The following is a cart-pole environment which is often used as a task in reinforcement learning. Imagine that each cart-pole has a variable pole length. If we don’t know which pole length our controller will be applied to, we must design the controller to cover all-weather domains of the system.

In such a situation, domain randomization is known as a simple, but powerful tool to design the controller. It samples the transition data from the various environment by randomizing the domain. Then, this policy is optimized for the expected return over the distribution of the transition data.

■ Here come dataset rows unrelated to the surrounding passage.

//! An in-memory I2C bus with emulated peripherals attached.
//!
//! [`EmulatedBus`] implements the `embedded_hal` [`I2c`] trait, so sensor drivers
//! and thermostat code written against `embedded_hal` can be pointed at the
//! emulators on a host, exactly as they would talk to the real parts.
use embedded_hal::i2c::{self, I2c, Operation, SevenBitAddress};
use heapless::Vec;

use crate::register_file::REGISTER_COUNT;
use crate::{Error, Peripheral};

/// Number of peripherals that can share one bus.
pub const MAX_PERIPHERALS: usize = 4;

/// Longest write transfer accepted: a register address and a value for every register.
pub const MAX_WRITE_LENGTH: usize = REGISTER_COUNT + 1;

/// What the controller reads once the target stops driving SDA.
const RELEASED_BUS: u8 = 0xFF;

/// Host-side I2C bus connecting a controller to emulated peripherals.
#[derive(Default)]
pub struct EmulatedBus<'a> {
    peripherals: Vec<&'a mut dyn Peripheral, MAX_PERIPHERALS>,
}

impl<'a> EmulatedBus<'a> {
    /// Bus with nothing attached.
    pub fn new() -> Self {
        Self::default()
    }

    /// Connect `peripheral` at its own address.
    pub fn attach(&mut self, peripheral: &'a mut dyn Peripheral) -> Result<(), Error> {
        let address = peripheral.address();
        if self.peripherals.iter().any(|p| p.address() == address) {
            return Err(Error::AddressInUse(address));
        }
        self.peripherals
            .push(peripheral)
            .map_err(|_| Error::BusFull)?;
        log::debug!("bus: attached peripheral at {address:#04x}");
        Ok(())
    }

    /// Addresses that will acknowledge.
    pub fn addresses(&self) -> impl Iterator<Item = u8> + '_ {
        self.peripherals.iter().map(|p| p.address())
    }

    fn target(&mut self, address: u8) -> Result<&mut (dyn Peripheral + 'a), Error> {
        self.peripherals
            .iter_mut()
            .find(|p| p.address() == address)
            .map(|p| &mut **p)
            .ok_or(Error::NoAcknowledge { address })
    }
}

impl i2c::ErrorType for EmulatedBus<'_> {
    type Error = Error;
}

/// Helper to chunk operations based on type (enum case).
fn same_operation_type(a: &Operation, b: &Operation) -> bool {
    core::mem::discriminant(a) == core::mem::discriminant(b)
}

impl I2c<SevenBitAddress> for EmulatedBus<'_> {
    /// Execute the provided operations against the peripheral at `address`.
    ///
    /// Each run of adjacent operations of the same kind is one transfer, as it
    /// would be on the wire. A write transfer is gathered into one buffer and
    /// handed to the peripheral in a single call; an empty one only probes the
    /// address. A read transfer asks the peripheral for its response once and
    /// spreads it across the read buffers, padding with 0xFF past its end.
    fn transaction(
        &mut self,
        address: SevenBitAddress,
        operations: &mut [Operation<'_>],
    ) -> Result<(), Self::Error> {
        let target = self.target(address)?;
        for transfer in operations.chunk_by_mut(same_operation_type) {
            match transfer {
                [Operation::Write(_), ..] => {
                    let mut write_data: Vec<u8, MAX_WRITE_LENGTH> = Vec::new();
                    for op in transfer.iter() {
                        let Operation::Write(buf) = op else {
                            unreachable!("Chunking ensures only writes here.")
                        };
                        write_data
                            .extend_from_slice(buf)
                            .map_err(|_| Error::TransferTooLong)?;
                    }
                    if !write_data.is_empty() {
                        target.on_write(&write_data);
                    }
                }
                [Operation::Read(_), ..] => {
                    let response = target.on_read_request();
                    let mut bytes = response
                        .iter()
                        .copied()
                        .chain(core::iter::repeat(RELEASED_BUS));
                    for op in transfer.iter_mut() {
                        let Operation::Read(their_buffer) = op else {
                            unreachable!("Chunking ensures only reads here.")
                        };
                        their_buffer.fill_with(|| bytes.next().unwrap_or(RELEASED_BUS));
                    }
                }
                [] => {}
            }
        }
        Ok(())
    }
}

#[cfg(test)]
mod tests {
    use super::*;
    use crate::config::SensirionConfig;
    use crate::{Bme280, Sht31, Sht4x};

    #[test]
    fn attach_rejects_duplicates() {
        let mut first = Sht4x::new();
        let mut second = Sht31::new();
        let mut bus = EmulatedBus::new();
        bus.attach(&mut first).unwrap();
        assert_eq!(bus.attach(&mut second), Err(Error::AddressInUse(0x44)));
    }

    #[test]
    fn attach_rejects_fifth_peripheral() {
        let config = SensirionConfig::default();
        let mut sensors = [0x44, 0x45, 0x46, 0x47, 0x48].map(|address| {
            Sht4x::with_config(&SensirionConfig { address, ..config })
        });
        let mut bus = EmulatedBus::new();
        let mut results = sensors.iter_mut().map(|s| bus.attach(s));
        for _ in 0..MAX_PERIPHERALS {
            assert_eq!(results.next(), Some(Ok(())));
        }
        assert_eq!(results.next(), Some(Err(Error::BusFull)));
    }

    #[test]
    fn addresses_in_attach_order() {
        let mut sht = Sht4x::new();
        let mut bme = Bme280::new();
        let mut bus = EmulatedBus::new();
        assert_eq!(bus.addresses().next(), None);
        bus.attach(&mut sht).unwrap();
        bus.attach(&mut bme).unwrap();
        assert!(bus.addresses().eq([0x44, 0x76]));
    }

    #[test]
    fn unknown_address_is_not_acknowledged() {
        let mut bus = EmulatedBus::new();
        assert_eq!(
            bus.write(0x76, &[0xD0]),
            Err(Error::NoAcknowledge { address: 0x76 })
        );
    }

    #[test]
    fn short_response_is_padded() {
        let mut sht = Sht31::new();
        let mut bus = EmulatedBus::new();
        bus.attach(&mut sht).unwrap();
        let mut status = [0; 5];
        bus.write_read(0x44, &[0xF3, 0x2D], &mut status).unwrap();
        assert_eq!(&status[..2], &[0x80, 0x08]);
        assert_eq!(&status[3..], &[0xFF, 0xFF]);
    }

    #[test]
    fn read_spans_several_buffers() {
        let mut sht = Sht4x::new();
        let mut bus = EmulatedBus::new();
        bus.attach(&mut sht).unwrap();
        let mut temperature = [0; 3];
        let mut humidity = [0; 3];
        bus.transaction(
            0x44,
            &mut [
                Operation::Write(&[0xFD]),
                Operation::Read(&mut temperature),
                Operation::Read(&mut humidity),
            ],
        )
        .unwrap();
        drop(bus);

        let mut expected = [0; 6];
        sht.on_write(&[0xFD]);
        expected.copy_from_slice(sht.on_read_request());
        assert_eq!(temperature, expected[..3]);
        assert_eq!(humidity, expected[3..]);
    }

    #[test]
    fn oversized_write_is_rejected() {
        let mut sht = Sht4x::new();
        let mut bus = EmulatedBus::new();
        bus.attach(&mut sht).unwrap();
        let data = [0; MAX_WRITE_LENGTH + 1];
        assert_eq!(bus.write(0x44, &data), Err(Error::TransferTooLong));
    }
}
#![doc = include_str!("../README.md")]
#![no_std]
#![deny(missing_docs)]
#![deny(unsafe_code)]

#[macro_use]
mod fmt;

pub mod bme280;
pub mod bus;
mod checksum;
pub mod config;
pub mod control;
mod error;
mod peripheral;
pub mod quadratic;
mod register_file;
pub mod sensirion;

pub use bme280::Bme280;
pub use bus::EmulatedBus;
pub use checksum::crc8;
pub use error::Error;
pub use peripheral::{Peripheral, SensorKind};
pub use register_file::{REGISTER_COUNT, RegisterFile};
pub use sensirion::{Sht31, Sht4x};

Limitation of model-free DR

One limitation of DR is the time-complexity. The basic DR framework alternates random sampling of the domain and policy optimization, so it requires repeated optimization of the policy in the randomized domains. Hence the time-complexity of the policy optimization is multiplied according to the increased number of the randomization. Most of the studies on DR have been focused on efficient randomization to reduce the iteration of the randomization.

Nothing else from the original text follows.